**Dataset entries:**
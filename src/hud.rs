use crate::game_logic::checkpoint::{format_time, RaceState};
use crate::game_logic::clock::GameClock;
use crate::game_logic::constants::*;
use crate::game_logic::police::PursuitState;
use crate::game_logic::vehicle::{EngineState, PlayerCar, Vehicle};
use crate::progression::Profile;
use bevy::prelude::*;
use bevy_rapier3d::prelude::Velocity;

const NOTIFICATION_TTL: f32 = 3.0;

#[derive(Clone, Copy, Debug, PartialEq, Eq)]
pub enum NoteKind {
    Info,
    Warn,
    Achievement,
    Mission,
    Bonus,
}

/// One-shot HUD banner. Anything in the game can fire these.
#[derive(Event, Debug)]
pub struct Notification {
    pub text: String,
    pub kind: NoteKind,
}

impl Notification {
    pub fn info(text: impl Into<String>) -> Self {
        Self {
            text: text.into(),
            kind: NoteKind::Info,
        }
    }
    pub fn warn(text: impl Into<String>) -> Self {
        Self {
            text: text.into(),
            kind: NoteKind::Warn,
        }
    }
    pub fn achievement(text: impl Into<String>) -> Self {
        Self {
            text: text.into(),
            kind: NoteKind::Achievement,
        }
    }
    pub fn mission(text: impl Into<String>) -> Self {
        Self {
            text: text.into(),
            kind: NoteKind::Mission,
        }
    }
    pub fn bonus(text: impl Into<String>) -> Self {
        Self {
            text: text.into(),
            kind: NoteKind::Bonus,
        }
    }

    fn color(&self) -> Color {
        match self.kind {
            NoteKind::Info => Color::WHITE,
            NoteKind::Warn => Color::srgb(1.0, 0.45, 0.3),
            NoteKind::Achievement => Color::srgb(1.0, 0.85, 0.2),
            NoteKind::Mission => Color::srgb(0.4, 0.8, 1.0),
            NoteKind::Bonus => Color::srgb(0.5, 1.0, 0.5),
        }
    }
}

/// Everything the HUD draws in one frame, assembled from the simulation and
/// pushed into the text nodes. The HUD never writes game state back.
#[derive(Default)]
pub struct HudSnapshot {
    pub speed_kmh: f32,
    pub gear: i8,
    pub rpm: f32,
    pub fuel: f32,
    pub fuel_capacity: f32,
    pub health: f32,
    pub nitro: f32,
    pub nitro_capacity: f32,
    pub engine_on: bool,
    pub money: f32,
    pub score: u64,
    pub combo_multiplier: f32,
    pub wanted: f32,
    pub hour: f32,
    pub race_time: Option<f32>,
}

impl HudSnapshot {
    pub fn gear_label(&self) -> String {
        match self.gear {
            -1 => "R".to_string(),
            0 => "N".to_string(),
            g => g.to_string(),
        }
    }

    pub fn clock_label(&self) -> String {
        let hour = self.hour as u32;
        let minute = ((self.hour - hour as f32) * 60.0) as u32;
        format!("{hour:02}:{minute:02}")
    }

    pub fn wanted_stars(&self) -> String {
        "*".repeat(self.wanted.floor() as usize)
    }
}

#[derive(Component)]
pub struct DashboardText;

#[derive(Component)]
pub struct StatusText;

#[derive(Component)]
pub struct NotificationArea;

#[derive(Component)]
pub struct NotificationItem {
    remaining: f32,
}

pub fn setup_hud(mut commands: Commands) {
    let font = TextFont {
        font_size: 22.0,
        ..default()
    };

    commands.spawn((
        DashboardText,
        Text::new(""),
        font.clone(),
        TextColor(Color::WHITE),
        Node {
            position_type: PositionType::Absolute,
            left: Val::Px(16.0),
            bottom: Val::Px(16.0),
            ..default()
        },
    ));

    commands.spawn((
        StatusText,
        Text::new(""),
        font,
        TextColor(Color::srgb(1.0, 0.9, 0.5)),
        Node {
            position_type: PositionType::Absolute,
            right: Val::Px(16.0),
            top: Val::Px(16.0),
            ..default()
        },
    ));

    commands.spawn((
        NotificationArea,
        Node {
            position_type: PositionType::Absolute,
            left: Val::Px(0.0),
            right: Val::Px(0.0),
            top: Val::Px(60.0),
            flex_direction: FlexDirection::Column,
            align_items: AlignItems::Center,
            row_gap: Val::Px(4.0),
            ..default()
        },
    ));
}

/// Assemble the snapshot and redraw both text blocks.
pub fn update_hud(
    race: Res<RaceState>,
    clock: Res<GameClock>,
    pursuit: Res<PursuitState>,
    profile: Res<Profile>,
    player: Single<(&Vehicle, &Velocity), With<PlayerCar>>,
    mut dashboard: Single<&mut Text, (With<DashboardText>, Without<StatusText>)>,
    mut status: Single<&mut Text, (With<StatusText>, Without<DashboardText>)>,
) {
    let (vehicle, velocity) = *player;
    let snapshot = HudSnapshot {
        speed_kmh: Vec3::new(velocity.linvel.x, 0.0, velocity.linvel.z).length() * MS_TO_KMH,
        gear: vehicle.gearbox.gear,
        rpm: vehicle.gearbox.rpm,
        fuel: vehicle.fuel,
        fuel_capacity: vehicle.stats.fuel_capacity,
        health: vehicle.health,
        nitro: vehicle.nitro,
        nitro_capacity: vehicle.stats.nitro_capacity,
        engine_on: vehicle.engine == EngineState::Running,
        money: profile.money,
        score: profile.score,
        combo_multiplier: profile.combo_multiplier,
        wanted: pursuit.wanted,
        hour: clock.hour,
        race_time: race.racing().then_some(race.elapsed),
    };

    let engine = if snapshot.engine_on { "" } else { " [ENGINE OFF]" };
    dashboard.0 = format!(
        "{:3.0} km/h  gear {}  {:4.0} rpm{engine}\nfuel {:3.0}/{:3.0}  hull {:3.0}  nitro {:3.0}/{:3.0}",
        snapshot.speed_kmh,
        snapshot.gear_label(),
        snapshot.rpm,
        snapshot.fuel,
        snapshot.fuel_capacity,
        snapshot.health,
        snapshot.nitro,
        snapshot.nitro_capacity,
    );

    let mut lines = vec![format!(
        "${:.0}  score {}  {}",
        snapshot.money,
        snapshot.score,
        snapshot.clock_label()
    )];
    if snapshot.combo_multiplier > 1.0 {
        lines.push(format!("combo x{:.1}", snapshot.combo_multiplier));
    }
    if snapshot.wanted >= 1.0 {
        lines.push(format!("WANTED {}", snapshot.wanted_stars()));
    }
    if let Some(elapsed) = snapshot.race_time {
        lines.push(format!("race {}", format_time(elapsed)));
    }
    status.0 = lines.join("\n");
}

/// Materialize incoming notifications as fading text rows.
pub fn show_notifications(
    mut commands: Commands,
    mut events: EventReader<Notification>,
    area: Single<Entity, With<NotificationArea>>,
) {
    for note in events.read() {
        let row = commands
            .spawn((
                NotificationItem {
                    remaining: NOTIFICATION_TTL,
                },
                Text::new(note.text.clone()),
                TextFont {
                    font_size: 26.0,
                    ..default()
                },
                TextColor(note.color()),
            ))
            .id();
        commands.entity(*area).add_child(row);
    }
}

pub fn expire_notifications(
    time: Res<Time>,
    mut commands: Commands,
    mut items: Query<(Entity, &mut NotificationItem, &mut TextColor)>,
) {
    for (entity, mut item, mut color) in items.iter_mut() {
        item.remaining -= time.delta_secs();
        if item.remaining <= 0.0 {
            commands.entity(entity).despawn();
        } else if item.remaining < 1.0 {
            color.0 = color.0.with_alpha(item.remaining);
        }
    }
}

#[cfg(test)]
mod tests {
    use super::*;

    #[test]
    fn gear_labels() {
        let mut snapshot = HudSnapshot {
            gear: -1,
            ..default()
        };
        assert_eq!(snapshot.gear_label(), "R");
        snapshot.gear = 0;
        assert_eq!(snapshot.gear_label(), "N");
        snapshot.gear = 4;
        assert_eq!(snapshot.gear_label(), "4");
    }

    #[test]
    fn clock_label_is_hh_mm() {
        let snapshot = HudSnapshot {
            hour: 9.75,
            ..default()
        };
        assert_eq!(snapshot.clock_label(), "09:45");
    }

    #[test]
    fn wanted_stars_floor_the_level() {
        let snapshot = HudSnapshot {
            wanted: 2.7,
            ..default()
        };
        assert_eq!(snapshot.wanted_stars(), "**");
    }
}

--

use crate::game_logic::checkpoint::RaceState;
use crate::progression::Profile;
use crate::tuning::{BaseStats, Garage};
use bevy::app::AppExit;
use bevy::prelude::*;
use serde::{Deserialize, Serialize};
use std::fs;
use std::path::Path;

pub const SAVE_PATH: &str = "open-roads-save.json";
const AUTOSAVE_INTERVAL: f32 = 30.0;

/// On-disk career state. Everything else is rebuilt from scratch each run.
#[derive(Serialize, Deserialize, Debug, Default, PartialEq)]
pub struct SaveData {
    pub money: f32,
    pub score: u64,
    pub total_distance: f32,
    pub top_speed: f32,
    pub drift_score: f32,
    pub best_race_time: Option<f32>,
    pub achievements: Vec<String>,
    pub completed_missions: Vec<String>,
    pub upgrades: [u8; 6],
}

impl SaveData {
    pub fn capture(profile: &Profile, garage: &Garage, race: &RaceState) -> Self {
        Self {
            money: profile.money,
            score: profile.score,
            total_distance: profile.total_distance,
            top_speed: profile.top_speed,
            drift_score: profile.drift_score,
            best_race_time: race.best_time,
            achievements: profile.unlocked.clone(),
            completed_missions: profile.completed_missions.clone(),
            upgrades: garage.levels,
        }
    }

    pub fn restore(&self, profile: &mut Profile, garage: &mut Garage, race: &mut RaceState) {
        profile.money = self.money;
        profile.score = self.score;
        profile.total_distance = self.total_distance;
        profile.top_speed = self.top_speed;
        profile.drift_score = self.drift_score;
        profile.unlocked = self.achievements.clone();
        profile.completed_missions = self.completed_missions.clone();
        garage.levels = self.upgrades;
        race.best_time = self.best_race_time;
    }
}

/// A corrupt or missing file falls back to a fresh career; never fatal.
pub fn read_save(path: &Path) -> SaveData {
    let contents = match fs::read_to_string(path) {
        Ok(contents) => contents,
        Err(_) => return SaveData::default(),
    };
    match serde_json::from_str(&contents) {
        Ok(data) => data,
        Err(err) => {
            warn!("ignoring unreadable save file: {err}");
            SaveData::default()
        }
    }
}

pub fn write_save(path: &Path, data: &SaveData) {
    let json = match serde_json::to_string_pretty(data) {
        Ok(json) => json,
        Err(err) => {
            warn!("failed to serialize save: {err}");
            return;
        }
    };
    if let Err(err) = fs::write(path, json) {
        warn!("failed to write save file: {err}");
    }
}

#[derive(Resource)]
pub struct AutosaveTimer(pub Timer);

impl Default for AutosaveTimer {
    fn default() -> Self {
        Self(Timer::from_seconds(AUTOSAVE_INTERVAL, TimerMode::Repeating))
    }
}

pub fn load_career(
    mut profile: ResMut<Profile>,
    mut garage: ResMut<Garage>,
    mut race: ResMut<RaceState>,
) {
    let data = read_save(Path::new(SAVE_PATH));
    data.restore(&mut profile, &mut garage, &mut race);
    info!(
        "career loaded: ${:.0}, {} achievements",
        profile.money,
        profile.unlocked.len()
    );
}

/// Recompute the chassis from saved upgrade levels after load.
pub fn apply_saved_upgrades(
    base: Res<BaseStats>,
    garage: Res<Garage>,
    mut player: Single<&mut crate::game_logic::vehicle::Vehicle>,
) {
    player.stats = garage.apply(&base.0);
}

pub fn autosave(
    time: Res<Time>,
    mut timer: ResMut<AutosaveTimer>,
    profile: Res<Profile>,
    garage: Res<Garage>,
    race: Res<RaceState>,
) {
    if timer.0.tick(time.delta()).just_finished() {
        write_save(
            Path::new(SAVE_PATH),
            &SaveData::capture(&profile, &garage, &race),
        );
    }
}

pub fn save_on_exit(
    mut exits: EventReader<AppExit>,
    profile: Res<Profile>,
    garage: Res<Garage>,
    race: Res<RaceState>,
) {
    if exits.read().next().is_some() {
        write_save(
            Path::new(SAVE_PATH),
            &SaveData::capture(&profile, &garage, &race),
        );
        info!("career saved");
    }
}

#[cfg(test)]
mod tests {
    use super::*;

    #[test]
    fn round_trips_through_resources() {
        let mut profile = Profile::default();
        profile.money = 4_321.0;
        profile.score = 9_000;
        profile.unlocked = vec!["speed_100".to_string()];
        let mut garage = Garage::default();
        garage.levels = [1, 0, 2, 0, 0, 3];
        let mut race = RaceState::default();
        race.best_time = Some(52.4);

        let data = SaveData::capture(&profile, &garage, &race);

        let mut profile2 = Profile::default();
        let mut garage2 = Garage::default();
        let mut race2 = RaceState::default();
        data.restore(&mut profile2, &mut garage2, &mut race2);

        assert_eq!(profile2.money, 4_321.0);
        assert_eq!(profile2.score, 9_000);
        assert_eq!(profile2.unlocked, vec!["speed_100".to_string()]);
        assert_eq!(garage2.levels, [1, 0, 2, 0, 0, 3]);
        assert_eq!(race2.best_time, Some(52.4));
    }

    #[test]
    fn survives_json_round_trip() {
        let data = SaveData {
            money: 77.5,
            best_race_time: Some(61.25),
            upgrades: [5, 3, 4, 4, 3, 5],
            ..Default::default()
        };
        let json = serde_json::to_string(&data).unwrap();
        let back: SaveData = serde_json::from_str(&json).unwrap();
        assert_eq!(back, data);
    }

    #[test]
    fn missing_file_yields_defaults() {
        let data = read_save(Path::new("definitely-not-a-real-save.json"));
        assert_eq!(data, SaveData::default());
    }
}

---

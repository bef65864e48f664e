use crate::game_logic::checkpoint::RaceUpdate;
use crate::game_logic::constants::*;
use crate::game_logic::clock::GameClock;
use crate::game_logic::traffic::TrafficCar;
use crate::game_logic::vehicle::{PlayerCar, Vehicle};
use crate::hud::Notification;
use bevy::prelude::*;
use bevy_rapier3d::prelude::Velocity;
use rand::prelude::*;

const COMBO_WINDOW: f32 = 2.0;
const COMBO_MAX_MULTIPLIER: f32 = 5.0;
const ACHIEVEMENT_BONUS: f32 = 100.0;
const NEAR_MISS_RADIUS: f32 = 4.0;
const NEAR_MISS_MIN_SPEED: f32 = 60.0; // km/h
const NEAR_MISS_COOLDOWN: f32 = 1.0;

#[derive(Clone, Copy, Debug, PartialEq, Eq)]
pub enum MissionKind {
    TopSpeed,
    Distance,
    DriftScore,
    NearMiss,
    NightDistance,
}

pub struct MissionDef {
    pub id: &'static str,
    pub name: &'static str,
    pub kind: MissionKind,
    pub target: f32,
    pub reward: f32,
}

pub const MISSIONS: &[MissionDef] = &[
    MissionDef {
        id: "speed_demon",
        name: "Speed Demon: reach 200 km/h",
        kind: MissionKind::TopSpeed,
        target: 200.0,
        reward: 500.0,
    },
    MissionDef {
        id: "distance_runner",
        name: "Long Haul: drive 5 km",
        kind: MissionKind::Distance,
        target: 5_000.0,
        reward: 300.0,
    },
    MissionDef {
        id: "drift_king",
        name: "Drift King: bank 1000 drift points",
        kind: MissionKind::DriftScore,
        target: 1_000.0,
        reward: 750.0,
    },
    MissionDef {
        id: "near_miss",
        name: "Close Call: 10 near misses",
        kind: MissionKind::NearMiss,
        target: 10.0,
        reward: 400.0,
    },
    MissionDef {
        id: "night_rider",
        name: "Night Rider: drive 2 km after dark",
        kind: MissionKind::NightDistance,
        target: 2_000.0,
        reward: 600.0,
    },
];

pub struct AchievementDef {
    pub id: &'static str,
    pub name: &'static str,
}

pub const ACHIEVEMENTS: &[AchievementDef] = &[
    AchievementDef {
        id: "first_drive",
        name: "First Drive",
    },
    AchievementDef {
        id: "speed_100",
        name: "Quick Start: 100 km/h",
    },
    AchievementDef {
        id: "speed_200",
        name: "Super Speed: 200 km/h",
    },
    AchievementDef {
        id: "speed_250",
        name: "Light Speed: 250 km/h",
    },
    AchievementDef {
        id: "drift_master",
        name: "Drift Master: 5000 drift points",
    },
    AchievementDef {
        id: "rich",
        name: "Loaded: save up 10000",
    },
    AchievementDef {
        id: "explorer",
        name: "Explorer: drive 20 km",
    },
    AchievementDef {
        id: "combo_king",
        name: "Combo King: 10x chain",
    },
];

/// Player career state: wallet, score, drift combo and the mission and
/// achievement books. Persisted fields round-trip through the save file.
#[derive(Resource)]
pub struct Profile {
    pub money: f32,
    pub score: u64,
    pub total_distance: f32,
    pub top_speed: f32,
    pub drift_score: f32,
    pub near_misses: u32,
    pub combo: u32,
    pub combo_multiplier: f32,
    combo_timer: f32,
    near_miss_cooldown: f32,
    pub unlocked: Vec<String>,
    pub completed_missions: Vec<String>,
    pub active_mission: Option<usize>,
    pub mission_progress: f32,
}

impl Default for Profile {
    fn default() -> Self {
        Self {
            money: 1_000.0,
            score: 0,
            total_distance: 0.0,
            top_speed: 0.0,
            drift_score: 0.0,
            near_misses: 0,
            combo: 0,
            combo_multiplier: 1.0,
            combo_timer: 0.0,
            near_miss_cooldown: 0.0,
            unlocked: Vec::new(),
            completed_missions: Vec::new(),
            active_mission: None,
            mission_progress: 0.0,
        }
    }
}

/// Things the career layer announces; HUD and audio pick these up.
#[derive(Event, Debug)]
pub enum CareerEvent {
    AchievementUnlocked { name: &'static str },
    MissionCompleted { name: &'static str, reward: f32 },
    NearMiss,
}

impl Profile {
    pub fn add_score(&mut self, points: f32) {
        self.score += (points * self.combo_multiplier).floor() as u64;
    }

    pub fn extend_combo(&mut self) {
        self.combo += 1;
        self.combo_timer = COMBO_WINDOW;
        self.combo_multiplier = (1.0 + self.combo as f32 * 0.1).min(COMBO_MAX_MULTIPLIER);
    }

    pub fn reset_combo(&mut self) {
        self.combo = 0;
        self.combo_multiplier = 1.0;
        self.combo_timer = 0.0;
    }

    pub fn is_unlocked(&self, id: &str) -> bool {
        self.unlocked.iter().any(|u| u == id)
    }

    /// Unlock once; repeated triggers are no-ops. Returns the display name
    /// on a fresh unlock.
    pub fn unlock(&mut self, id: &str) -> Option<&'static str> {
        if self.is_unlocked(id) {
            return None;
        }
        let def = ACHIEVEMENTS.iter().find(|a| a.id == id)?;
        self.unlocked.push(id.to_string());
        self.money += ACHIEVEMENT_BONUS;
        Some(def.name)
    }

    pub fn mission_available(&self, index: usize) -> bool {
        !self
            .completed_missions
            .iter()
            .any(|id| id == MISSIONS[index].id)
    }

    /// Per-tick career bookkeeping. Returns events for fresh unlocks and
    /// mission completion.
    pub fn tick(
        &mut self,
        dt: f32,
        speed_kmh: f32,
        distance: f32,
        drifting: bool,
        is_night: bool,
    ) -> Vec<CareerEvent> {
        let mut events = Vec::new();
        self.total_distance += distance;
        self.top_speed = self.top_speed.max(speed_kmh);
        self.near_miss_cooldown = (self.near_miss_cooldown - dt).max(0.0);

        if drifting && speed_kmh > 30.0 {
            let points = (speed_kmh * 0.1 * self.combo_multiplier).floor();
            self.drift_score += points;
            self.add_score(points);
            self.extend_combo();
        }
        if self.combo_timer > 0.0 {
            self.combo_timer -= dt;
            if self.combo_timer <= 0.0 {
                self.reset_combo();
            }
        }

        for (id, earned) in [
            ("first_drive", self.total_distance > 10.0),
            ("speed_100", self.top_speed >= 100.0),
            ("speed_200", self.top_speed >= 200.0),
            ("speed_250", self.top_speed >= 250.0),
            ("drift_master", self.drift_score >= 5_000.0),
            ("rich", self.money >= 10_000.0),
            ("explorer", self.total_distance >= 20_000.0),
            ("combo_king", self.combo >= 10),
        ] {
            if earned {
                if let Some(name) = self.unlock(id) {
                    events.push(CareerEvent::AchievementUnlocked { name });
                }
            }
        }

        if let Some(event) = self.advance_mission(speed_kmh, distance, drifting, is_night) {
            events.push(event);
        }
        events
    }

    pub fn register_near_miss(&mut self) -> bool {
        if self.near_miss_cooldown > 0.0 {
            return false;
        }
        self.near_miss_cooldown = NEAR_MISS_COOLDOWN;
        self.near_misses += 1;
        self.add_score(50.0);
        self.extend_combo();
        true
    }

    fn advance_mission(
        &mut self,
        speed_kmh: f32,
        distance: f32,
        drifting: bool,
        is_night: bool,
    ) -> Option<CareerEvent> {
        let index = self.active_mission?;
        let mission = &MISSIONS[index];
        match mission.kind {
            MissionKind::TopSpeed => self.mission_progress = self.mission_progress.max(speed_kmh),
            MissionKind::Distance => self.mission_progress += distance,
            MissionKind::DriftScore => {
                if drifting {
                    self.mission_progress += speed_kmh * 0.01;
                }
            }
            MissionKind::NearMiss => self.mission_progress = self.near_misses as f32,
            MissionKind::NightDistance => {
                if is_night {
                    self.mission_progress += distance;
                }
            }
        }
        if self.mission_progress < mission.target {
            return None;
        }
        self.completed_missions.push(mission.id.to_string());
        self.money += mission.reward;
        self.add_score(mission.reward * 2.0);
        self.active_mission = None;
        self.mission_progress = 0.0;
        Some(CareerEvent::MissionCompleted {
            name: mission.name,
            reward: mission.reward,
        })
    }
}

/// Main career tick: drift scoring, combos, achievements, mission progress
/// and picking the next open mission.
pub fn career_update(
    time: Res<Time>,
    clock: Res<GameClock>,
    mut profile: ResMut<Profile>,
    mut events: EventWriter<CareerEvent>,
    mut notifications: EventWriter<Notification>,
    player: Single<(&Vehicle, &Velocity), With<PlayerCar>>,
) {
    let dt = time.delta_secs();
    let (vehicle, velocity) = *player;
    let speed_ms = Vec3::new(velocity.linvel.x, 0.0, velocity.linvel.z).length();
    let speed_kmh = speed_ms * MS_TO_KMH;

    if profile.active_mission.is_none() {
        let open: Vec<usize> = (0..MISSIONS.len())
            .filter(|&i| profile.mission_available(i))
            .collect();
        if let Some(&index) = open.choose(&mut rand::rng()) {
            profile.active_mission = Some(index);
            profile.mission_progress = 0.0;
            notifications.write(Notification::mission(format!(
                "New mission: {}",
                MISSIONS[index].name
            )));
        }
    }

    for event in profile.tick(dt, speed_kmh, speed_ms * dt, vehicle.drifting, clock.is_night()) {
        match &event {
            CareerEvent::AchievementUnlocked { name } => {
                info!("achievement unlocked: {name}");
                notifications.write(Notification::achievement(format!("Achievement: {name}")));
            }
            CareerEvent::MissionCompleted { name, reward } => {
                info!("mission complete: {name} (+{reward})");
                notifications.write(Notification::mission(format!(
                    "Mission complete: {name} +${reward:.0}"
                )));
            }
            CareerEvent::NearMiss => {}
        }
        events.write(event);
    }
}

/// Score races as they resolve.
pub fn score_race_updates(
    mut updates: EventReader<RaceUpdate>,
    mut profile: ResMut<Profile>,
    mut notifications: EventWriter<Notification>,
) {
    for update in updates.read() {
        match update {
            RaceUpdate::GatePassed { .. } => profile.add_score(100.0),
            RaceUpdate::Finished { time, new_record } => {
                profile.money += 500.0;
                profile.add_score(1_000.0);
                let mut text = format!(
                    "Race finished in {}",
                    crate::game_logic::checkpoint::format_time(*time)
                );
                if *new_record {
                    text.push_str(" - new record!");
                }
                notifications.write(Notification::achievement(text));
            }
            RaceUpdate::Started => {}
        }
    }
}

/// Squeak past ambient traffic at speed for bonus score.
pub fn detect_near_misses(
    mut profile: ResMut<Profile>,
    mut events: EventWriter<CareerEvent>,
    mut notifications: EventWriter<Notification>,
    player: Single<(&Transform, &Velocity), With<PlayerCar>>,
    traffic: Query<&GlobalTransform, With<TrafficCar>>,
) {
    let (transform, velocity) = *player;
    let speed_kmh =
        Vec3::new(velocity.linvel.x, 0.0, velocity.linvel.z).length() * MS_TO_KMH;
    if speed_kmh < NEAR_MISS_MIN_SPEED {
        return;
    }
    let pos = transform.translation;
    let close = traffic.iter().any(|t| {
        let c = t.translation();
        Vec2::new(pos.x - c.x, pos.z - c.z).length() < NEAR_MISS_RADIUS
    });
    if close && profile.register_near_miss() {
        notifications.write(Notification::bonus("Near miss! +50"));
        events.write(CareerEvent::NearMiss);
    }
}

**What you have to do:** Your answer should be a single number: how many lines in the preceding entries contain "Returns".

**Response to the exercise:** 2